The minister reacted following public discussions about the proposals to amend the law on advocacy, primarily Article 52, par. 2 saying that a lawyer cannot be detained, brought by force, arrested and searched without the preliminary consent of the Council of the Lawyers Union, except for cases when the person is caught red-handed.
According to the minister, the given amendment was introduced in the context of the adoption of amendments to the law on advocacy, on the proposal of Șor Party MP Marina Tauber.
“It is disputable if the norm, in general, can be applied as, in accordance with the Penal Procedure Code and the practice of applying laws by our courts, the legal provisions of a procedural nature from other laws can be applied only if they are included in the Penal Procedure Code,” said Sergiu Litvinenco.
The minister’s analysis of evolution of immunity in the case of lawyers shows that no law that regulated advocacy until present provided absolute immunity similar to the current one.
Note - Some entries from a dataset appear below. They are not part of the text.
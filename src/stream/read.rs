//! Read-side primitive codec: typed integers, floats, byte arrays

use byteorder::{BigEndian, ByteOrder, LittleEndian};

use crate::error::{Result, StreamError};
use crate::stream::Stream;

impl Stream {
    // ------------------------------------------------------------------
    // Signed integers
    // ------------------------------------------------------------------

    pub fn read_s1(&mut self) -> Result<i8> {
        let mut buf = [0u8; 1];
        self.read_aligned(&mut buf)?;
        Ok(buf[0] as i8)
    }

    pub fn read_s2be(&mut self) -> Result<i16> {
        let mut buf = [0u8; 2];
        self.read_aligned(&mut buf)?;
        Ok(BigEndian::read_i16(&buf))
    }

    pub fn read_s4be(&mut self) -> Result<i32> {
        let mut buf = [0u8; 4];
        self.read_aligned(&mut buf)?;
        Ok(BigEndian::read_i32(&buf))
    }

    pub fn read_s8be(&mut self) -> Result<i64> {
        let mut buf = [0u8; 8];
        self.read_aligned(&mut buf)?;
        Ok(BigEndian::read_i64(&buf))
    }

    pub fn read_s2le(&mut self) -> Result<i16> {
        let mut buf = [0u8; 2];
        self.read_aligned(&mut buf)?;
        Ok(LittleEndian::read_i16(&buf))
    }

    pub fn read_s4le(&mut self) -> Result<i32> {
        let mut buf = [0u8; 4];
        self.read_aligned(&mut buf)?;
        Ok(LittleEndian::read_i32(&buf))
    }

    pub fn read_s8le(&mut self) -> Result<i64> {
        let mut buf = [0u8; 8];
        self.read_aligned(&mut buf)?;
        Ok(LittleEndian::read_i64(&buf))
    }

    // ------------------------------------------------------------------
    // Unsigned integers
    // ------------------------------------------------------------------

    pub fn read_u1(&mut self) -> Result<u8> {
        let mut buf = [0u8; 1];
        self.read_aligned(&mut buf)?;
        Ok(buf[0])
    }

    pub fn read_u2be(&mut self) -> Result<u16> {
        let mut buf = [0u8; 2];
        self.read_aligned(&mut buf)?;
        Ok(BigEndian::read_u16(&buf))
    }

    pub fn read_u4be(&mut self) -> Result<u32> {
        let mut buf = [0u8; 4];
        self.read_aligned(&mut buf)?;
        Ok(BigEndian::read_u32(&buf))
    }

    /// Reads an unsigned 8-byte integer. The bit pattern is the same one
    /// the signed path yields; hosts without a native u64 transport it
    /// through `read_s8be`.
    pub fn read_u8be(&mut self) -> Result<u64> {
        let mut buf = [0u8; 8];
        self.read_aligned(&mut buf)?;
        Ok(BigEndian::read_u64(&buf))
    }

    pub fn read_u2le(&mut self) -> Result<u16> {
        let mut buf = [0u8; 2];
        self.read_aligned(&mut buf)?;
        Ok(LittleEndian::read_u16(&buf))
    }

    pub fn read_u4le(&mut self) -> Result<u32> {
        let mut buf = [0u8; 4];
        self.read_aligned(&mut buf)?;
        Ok(LittleEndian::read_u32(&buf))
    }

    pub fn read_u8le(&mut self) -> Result<u64> {
        let mut buf = [0u8; 8];
        self.read_aligned(&mut buf)?;
        Ok(LittleEndian::read_u64(&buf))
    }

    // ------------------------------------------------------------------
    // Floating point
    // ------------------------------------------------------------------

    pub fn read_f4be(&mut self) -> Result<f32> {
        let mut buf = [0u8; 4];
        self.read_aligned(&mut buf)?;
        Ok(BigEndian::read_f32(&buf))
    }

    pub fn read_f8be(&mut self) -> Result<f64> {
        let mut buf = [0u8; 8];
        self.read_aligned(&mut buf)?;
        Ok(BigEndian::read_f64(&buf))
    }

    pub fn read_f4le(&mut self) -> Result<f32> {
        let mut buf = [0u8; 4];
        self.read_aligned(&mut buf)?;
        Ok(LittleEndian::read_f32(&buf))
    }

    pub fn read_f8le(&mut self) -> Result<f64> {
        let mut buf = [0u8; 8];
        self.read_aligned(&mut buf)?;
        Ok(LittleEndian::read_f64(&buf))
    }

    // ------------------------------------------------------------------
    // Byte arrays
    // ------------------------------------------------------------------

    /// Read exactly `n` bytes, or fail with `EndOfStream` if fewer remain.
    pub fn read_bytes(&mut self, n: u64) -> Result<Vec<u8>> {
        let mut buf = vec![0u8; n as usize];
        self.read_aligned(&mut buf)?;
        Ok(buf)
    }

    /// Read all remaining bytes from the cursor to the end of the stream.
    pub fn read_bytes_full(&mut self) -> Result<Vec<u8>> {
        self.align_to_byte()?;
        let remaining = self.size()?.saturating_sub(self.pos());
        let mut buf = vec![0u8; remaining as usize];
        self.read_bytes_not_aligned(&mut buf)?;
        Ok(buf)
    }

    /// Read bytes until one equals `term`.
    ///
    /// The returned array includes the terminator iff `include_term`. The
    /// cursor ends one past the terminator iff `consume_term`, otherwise
    /// directly on it. Hitting the end of the stream without a match
    /// fails with `EndOfStream` iff `eos_error`, otherwise returns what
    /// was read.
    pub fn read_bytes_term(
        &mut self,
        term: u8,
        include_term: bool,
        consume_term: bool,
        eos_error: bool,
    ) -> Result<Vec<u8>> {
        self.align_to_byte()?;
        let size = self.size()?;
        let mut out = Vec::new();
        loop {
            if self.pos() >= size {
                if eos_error {
                    return Err(StreamError::EndOfStream {
                        requested: 1,
                        pos: self.pos(),
                        size,
                    });
                }
                return Ok(out);
            }
            let mut byte = [0u8; 1];
            self.read_bytes_not_aligned(&mut byte)?;
            if byte[0] == term {
                if include_term {
                    out.push(term);
                }
                if !consume_term {
                    self.unread(1);
                }
                return Ok(out);
            }
            out.push(byte[0]);
        }
    }

    /// Read bytes until the next `term.len()` bytes equal `term`.
    ///
    /// The scan advances one byte at a time, so matches at any alignment
    /// are found. If the end of the stream is reached with fewer than
    /// `term.len()` bytes left and `eos_error` is false, those trailing
    /// partial bytes are included in the returned array — unlike the
    /// single-byte variant, which never has a partial tail.
    pub fn read_bytes_term_multi(
        &mut self,
        term: &[u8],
        include_term: bool,
        consume_term: bool,
        eos_error: bool,
    ) -> Result<Vec<u8>> {
        self.align_to_byte()?;
        let unit = term.len() as u64;
        let size = self.size()?;
        let mut out = Vec::new();
        let mut probe = vec![0u8; term.len()];
        loop {
            let rest = size.saturating_sub(self.pos());
            if rest < unit {
                if eos_error {
                    return Err(StreamError::EndOfStream {
                        requested: unit,
                        pos: self.pos(),
                        size,
                    });
                }
                let mut tail = vec![0u8; rest as usize];
                self.read_bytes_not_aligned(&mut tail)?;
                out.extend_from_slice(&tail);
                return Ok(out);
            }
            self.read_bytes_not_aligned(&mut probe)?;
            if probe == term {
                if include_term {
                    out.extend_from_slice(term);
                }
                if !consume_term {
                    self.unread(unit);
                }
                return Ok(out);
            }
            out.push(probe[0]);
            self.unread(unit - 1);
        }
    }

    /// Read `expected.len()` bytes and require them to equal `expected`.
    pub fn ensure_fixed_contents(&mut self, expected: &[u8]) -> Result<Vec<u8>> {
        let actual = self.read_bytes(expected.len() as u64)?;
        if actual != expected {
            return Err(StreamError::UnexpectedFixedContent {
                actual,
                expected: expected.to_vec(),
            });
        }
        Ok(actual)
    }
}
Other countries also do not have such provisions.
The MPs benefit now from such immunity, but Parliament initiated the modification of this norm. The bill was endorsed by the Constitutional Court and is to be put to the vote as from this May. Neither the judges nor the prosecutors enjoy such type of privileges.
According to Sergiu Litvinenco, keeping the immunity would be a compromise formula, but it should not be applied in the case of reasonable suspicion of corrupt conduct and cases when the persons are caught in the act. It’s clear why immunity should not apply to acts of corruption.
The Lawyers Union requested Parliament to withdraw an amendment proposed by PAS MP Olesea Stamate, the head of the commission for appointments and immunities, to the law on advocacy. The amendment excludes par. 2 of Article 52, which provides that the lawyer cannot be detained, brought by force, arrested and searched without the preliminary consent of the Council of the Lawyers Union, except for cases when the person is caught red-handed. The lawyers announced that on January 18 and 19 they will go on Japanese strike and will wear white banderoles on the left arm. If Parliament does not accept the Union’s request, the lawyers will go on general strike on January 20-24 and will fully cease activities, including of the lawyers of the state-guaranteed legal assistance system.